Myanmar's president promises second wave of reform
YANGON (Reuters) - Myanmar will embark on a "second wave of reforms" that will include tentative privatization and a law on the minimum wage, President Thein Sein said on Tuesday, indicating no let-up in the country's rapid economic overhaul.
"From this year onwards, we are working on a second wave of reforms which will focus especially on the development of the country and the public's welfare," said the former general, who has presided over the managed float of Myanmar's currency and other unprecedented reforms since taking office last year.
An eagerly awaited foreign investment law would be enacted in the next parliamentary session, expected next month, while the government was also drafting laws on industrial zones and a minimum wage.
The government vowed to triple gross domestic product per capita by fiscal 2015/16, Thein Sein said in a televised speech billed by official media as a "state of the union address" on his impoverished country's reform process.
In the wake of sectarian riots in northwest Myanmar that killed 50 people and displaced 30,000, he also vowed to "continue to work on national reconciliation, national peace and stability and the rule of law, and the safety of the public".
Thein Sein, whose quasi-civilian government replaced a military junta that he was a member of 15 months ago, spoke of reducing the state role in several important industries, including telecommunications, electricity, energy, forestry, education, health and "financial matters".
"The privatization that is in the second wave of government reforms does not mean we are going to break them up and sell them," he said.

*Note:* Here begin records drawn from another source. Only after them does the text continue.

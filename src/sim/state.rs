//! Race state and core simulation types
//!
//! Everything a renderer or HUD reads lives here.

use glam::Vec2;
use rand::SeedableRng;
use rand_pcg::Pcg32;
use serde::{Deserialize, Serialize};

use super::ai::{AiPilot, AiTraits};
use super::course::Course;
use super::wind::Wind;
use crate::config::RaceConfig;
use crate::consts::*;

/// Rudder command
#[derive(Debug, Clone, Copy, PartialEq, Eq, Default, Serialize, Deserialize)]
pub enum Rudder {
    /// Heading decreases
    Left,
    #[default]
    Center,
    /// Heading increases
    Right,
}

impl Rudder {
    pub fn sign(self) -> f32 {
        match self {
            Rudder::Left => -1.0,
            Rudder::Center => 0.0,
            Rudder::Right => 1.0,
        }
    }

    /// Map a -1/0/1 style input (anything else is clamped by sign)
    pub fn from_sign(value: i32) -> Self {
        match value.signum() {
            -1 => Rudder::Left,
            1 => Rudder::Right,
            _ => Rudder::Center,
        }
    }
}

/// Sail trim command (player sheet control)
#[derive(Debug, Clone, Copy, PartialEq, Eq, Default, Serialize, Deserialize)]
pub enum SailTrim {
    Decrease,
    #[default]
    Hold,
    Increase,
}

impl SailTrim {
    pub fn sign(self) -> f32 {
        match self {
            SailTrim::Decrease => -1.0,
            SailTrim::Hold => 0.0,
            SailTrim::Increase => 1.0,
        }
    }

    pub fn from_sign(value: i32) -> Self {
        match value.signum() {
            -1 => SailTrim::Decrease,
            1 => SailTrim::Increase,
            _ => SailTrim::Hold,
        }
    }
}

/// A single wake particle
#[derive(Debug, Clone, Copy, Serialize, Deserialize)]
pub struct WakeParticle {
    pub pos: Vec2,
    /// Seconds left before it disappears
    pub life: f32,
}

impl WakeParticle {
    pub fn new(pos: Vec2) -> Self {
        Self { pos, life: WAKE_LIFETIME }
    }

    /// Remaining life as a 0-1 fraction (for size/alpha fading)
    pub fn fade(&self) -> f32 {
        (self.life / WAKE_LIFETIME).clamp(0.0, 1.0)
    }
}

/// Per-boat race progress
#[derive(Debug, Clone, Serialize, Deserialize)]
pub struct RaceProgress {
    /// 1-based lap currently being sailed
    pub current_lap: u32,
    /// Index into the course buoys of the next mark to round
    pub next_buoy: usize,
    pub is_finished: bool,
    /// Race clock value when this boat started (seconds)
    pub race_start_time: f32,
    pub lap_start_time: f32,
    /// Elapsed race time at the finish
    pub finish_time: Option<f32>,
    pub lap_times: Vec<f32>,
}

impl Default for RaceProgress {
    fn default() -> Self {
        Self {
            current_lap: 1,
            next_buoy: 0,
            is_finished: false,
            race_start_time: 0.0,
            lap_start_time: 0.0,
            finish_time: None,
            lap_times: Vec::new(),
        }
    }
}

/// A boat on the water (player or AI)
#[derive(Debug, Clone, Serialize, Deserialize)]
pub struct Vessel {
    pub id: u32,
    pub name: String,
    pub pos: Vec2,
    /// Degrees, [0, 360)
    pub heading: f32,
    pub speed: f32,
    pub rudder: Rudder,
    /// Commanded sail angle relative to the centerline (degrees)
    pub sail_angle: f32,
    /// Sail angle as it actually sets against the wind
    pub visual_sail_angle: f32,
    /// Best trim for the current heading (0 when in the no-sail zone)
    pub optimal_sail_trim: f32,
    /// 0-1 drive efficiency of the current heading and trim
    pub wind_effectiveness: f32,
    /// Heel angle (degrees), visual only
    pub heel: f32,
    pub on_sandbar: bool,
    pub collision_radius: f32,
    pub wake: Vec<WakeParticle>,
    pub time_since_last_wake: f32,
    pub progress: RaceProgress,
}

impl Vessel {
    pub fn new(id: u32, name: impl Into<String>) -> Self {
        Self {
            id,
            name: name.into(),
            pos: Vec2::ZERO,
            heading: 90.0,
            speed: 0.0,
            rudder: Rudder::Center,
            sail_angle: 0.0,
            visual_sail_angle: 0.0,
            optimal_sail_trim: 0.0,
            wind_effectiveness: 0.0,
            heel: 0.0,
            on_sandbar: false,
            collision_radius: BOAT_COLLISION_RADIUS,
            wake: Vec::with_capacity(MAX_WAKE_PARTICLES),
            time_since_last_wake: 0.0,
            progress: RaceProgress::default(),
        }
    }

    /// Place the boat at a start slot, clearing motion and race progress
    pub fn reset(&mut self, start: Vec2, heading: f32) {
        self.pos = start;
        self.heading = crate::normalize_angle(heading);
        self.speed = 0.0;
        self.rudder = Rudder::Center;
        self.sail_angle = 0.0;
        self.visual_sail_angle = 0.0;
        self.optimal_sail_trim = 0.0;
        self.wind_effectiveness = 0.0;
        self.heel = 0.0;
        self.on_sandbar = false;
        self.wake.clear();
        self.time_since_last_wake = 0.0;
        self.progress = RaceProgress::default();
    }

    /// Velocity in world units per second
    pub fn velocity(&self) -> Vec2 {
        crate::heading_vector(self.heading) * self.speed * DISTANCE_SCALE
    }
}

/// A course mark
#[derive(Debug, Clone, Serialize, Deserialize)]
pub struct Buoy {
    pub pos: Vec2,
    /// Course order
    pub index: usize,
    /// Reserved for start/finish line marks drawn by the HUD; course
    /// generation only lays out rounding marks
    pub is_gate: bool,
    /// Already rounded by the player this lap (HUD coloring)
    pub is_passed: bool,
}

impl Buoy {
    pub fn new(pos: Vec2, index: usize) -> Self {
        Self {
            pos,
            index,
            is_gate: false,
            is_passed: false,
        }
    }
}

/// Solid obstacle: boats bounce off
#[derive(Debug, Clone, Serialize, Deserialize)]
pub struct Island {
    pub pos: Vec2,
    pub size: f32,
    pub collision_radius: f32,
}

impl Island {
    pub fn new(pos: Vec2, size: f32) -> Self {
        Self {
            pos,
            size,
            collision_radius: size / 2.0,
        }
    }
}

/// Shallow patch: boats slow down while over it
#[derive(Debug, Clone, Serialize, Deserialize)]
pub struct Sandbar {
    pub pos: Vec2,
    pub size: f32,
    pub collision_radius: f32,
}

impl Sandbar {
    pub fn new(pos: Vec2, size: f32) -> Self {
        Self {
            pos,
            size,
            collision_radius: size / 2.0,
        }
    }
}

/// Current phase of the race
#[derive(Debug, Clone, Copy, PartialEq, Serialize, Deserialize)]
pub enum RacePhase {
    /// Boats on the start line, waiting for the start signal
    PreRace,
    /// Start sequence running
    Countdown { remaining: f32 },
    Racing,
    Finished,
}

/// Things that happened during a tick (for HUD and audio)
#[derive(Debug, Clone, PartialEq, Serialize, Deserialize)]
pub enum RaceEvent {
    RaceStarted,
    BuoyRounded { vessel: u32, buoy: usize },
    LapCompleted { vessel: u32, lap: u32, lap_time: f32 },
    Finished { vessel: u32, time: f32 },
    BoatCollision { a: u32, b: u32 },
    RaceOver,
}

/// A boat plus, for AI entrants, the skipper steering it
#[derive(Debug, Clone, Serialize)]
pub struct Competitor {
    pub vessel: Vessel,
    pub pilot: Option<AiPilot>,
}

/// Index of the player's boat in `RaceWorld::competitors`
pub const PLAYER_INDEX: usize = 0;

/// Complete race state, owned by the caller and threaded through every tick
#[derive(Debug, Clone, Serialize)]
pub struct RaceWorld {
    pub seed: u64,
    pub config: RaceConfig,
    pub phase: RacePhase,
    /// Seconds since the start gun
    pub race_time: f32,
    pub wind: Wind,
    pub course: Course,
    /// Player first, then AI boats
    pub competitors: Vec<Competitor>,
    /// Events since the caller last drained them
    pub events: Vec<RaceEvent>,
    /// Races sailed on this world (0 for the first)
    pub race_number: u32,
    /// Steers the player's boat when autopilot is engaged
    pub autopilot: AiPilot,
    #[serde(skip)]
    pub(crate) rng: Pcg32,
}

impl RaceWorld {
    /// Generate a course and fleet for the given seed
    pub fn new(config: RaceConfig, seed: u64) -> Self {
        let mut rng = Pcg32::seed_from_u64(seed);
        let course = Course::generate(&config, &mut rng);
        let wind = Wind::from_config(&config, &mut rng);

        let mut competitors = Vec::with_capacity(config.fleet_size());
        competitors.push(Competitor {
            vessel: Vessel::new(0, "Player"),
            pilot: None,
        });
        for i in 0..config.num_opponents {
            let id = i as u32 + 1;
            competitors.push(Competitor {
                vessel: Vessel::new(id, format!("AI {}", id)),
                pilot: Some(AiPilot::new(&mut rng)),
            });
        }

        let mut world = Self {
            seed,
            config,
            phase: RacePhase::PreRace,
            race_time: 0.0,
            wind,
            course,
            competitors,
            events: Vec::new(),
            race_number: 0,
            autopilot: AiPilot::with_traits(AiTraits::neutral()),
            rng,
        };
        world.place_on_start_line();
        log::info!(
            "Race world ready: seed={}, {} boats, {} buoys, {} islands",
            seed,
            world.competitors.len(),
            world.course.buoys.len(),
            world.course.islands.len()
        );
        world
    }

    /// Put every boat back on its start slot and clear progress
    fn place_on_start_line(&mut self) {
        for (i, competitor) in self.competitors.iter_mut().enumerate() {
            let slot = self.course.start_slots.get(i).copied().unwrap_or(Vec2::ZERO);
            competitor.vessel.reset(slot, 90.0);
            if let Some(pilot) = competitor.pilot.as_mut() {
                pilot.reset();
            }
        }
        for buoy in &mut self.course.buoys {
            buoy.is_passed = false;
        }
        self.autopilot.reset();
    }

    /// Set up another race with the same fleet. AI skippers keep their traits.
    pub fn reset_for_next_race(&mut self, regenerate_course: bool) {
        if regenerate_course {
            self.course = Course::generate(&self.config, &mut self.rng);
        }
        self.wind = Wind::from_config(&self.config, &mut self.rng);
        self.phase = RacePhase::PreRace;
        self.race_time = 0.0;
        self.events.clear();
        self.race_number += 1;
        self.place_on_start_line();
    }

    pub fn player(&self) -> &Vessel {
        &self.competitors[PLAYER_INDEX].vessel
    }

    pub fn vessels(&self) -> impl Iterator<Item = &Vessel> {
        self.competitors.iter().map(|c| &c.vessel)
    }

    /// Hand accumulated events to the caller
    pub fn drain_events(&mut self) -> Vec<RaceEvent> {
        std::mem::take(&mut self.events)
    }

    pub fn is_over(&self) -> bool {
        self.phase == RacePhase::Finished
    }
}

The president said the government's budget alone would not be enough to achieve its goals and highlighted the need for more foreign help in terms of aid, grants, loans and expertise to reduce poverty and boost the economy.
WARNING ON "INCITEMENT"
However, he cautioned that Myanmar would "choose the type of investment that does not hurt the environment and social economy".
His remarks were strikingly similar to those of the wildly popular Aung San Suu Kyi, who has returned to Europe for the first time since 1988, when she left her family life in Britain and found herself thrust into Myanmar's fight against dictatorship, mostly from the confines of her Yangon home.
Thein Sein's businesslike address is unlikely to take attention away from Suu Kyi's five-nation tour, on which she has met heads of state, attended a star-studded concert and received a standing ovation in Oslo where she delivered her acceptance speech for the Nobel Peace Prize she won in 1991 while in detention.
Thein Sein cancelled his appearance at a World Economic Forum in Bangkok early this month, prompting speculation that he feared being upstaged by Suu Kyi, whose attendance marked her first visit outside Myanmar in 24 years.
Thein Sein on Tuesday alluded to recent street protests over chronic power outages by acknowledging that the popular demand for electricity outstripped the supply from the country's mainly hydroelectric sources.
He announced the formation of a national energy committee to investigate alternative energy sources such as natural gas, much of which Myanmar now sells to neighboring Thailand.
His speech was short on politics, but in a veiled reference to the recent sectarian riots between Buddhist Rakhine and Muslim Rohingya, he warned of "incitement" and urged the public to "work in a united manner for the country's development".
Thein Sein did not touch upon the fate of hundreds of political prisoners who remain behind bars, of whom Suu Kyi on Saturday called for the "earliest, unconditional release".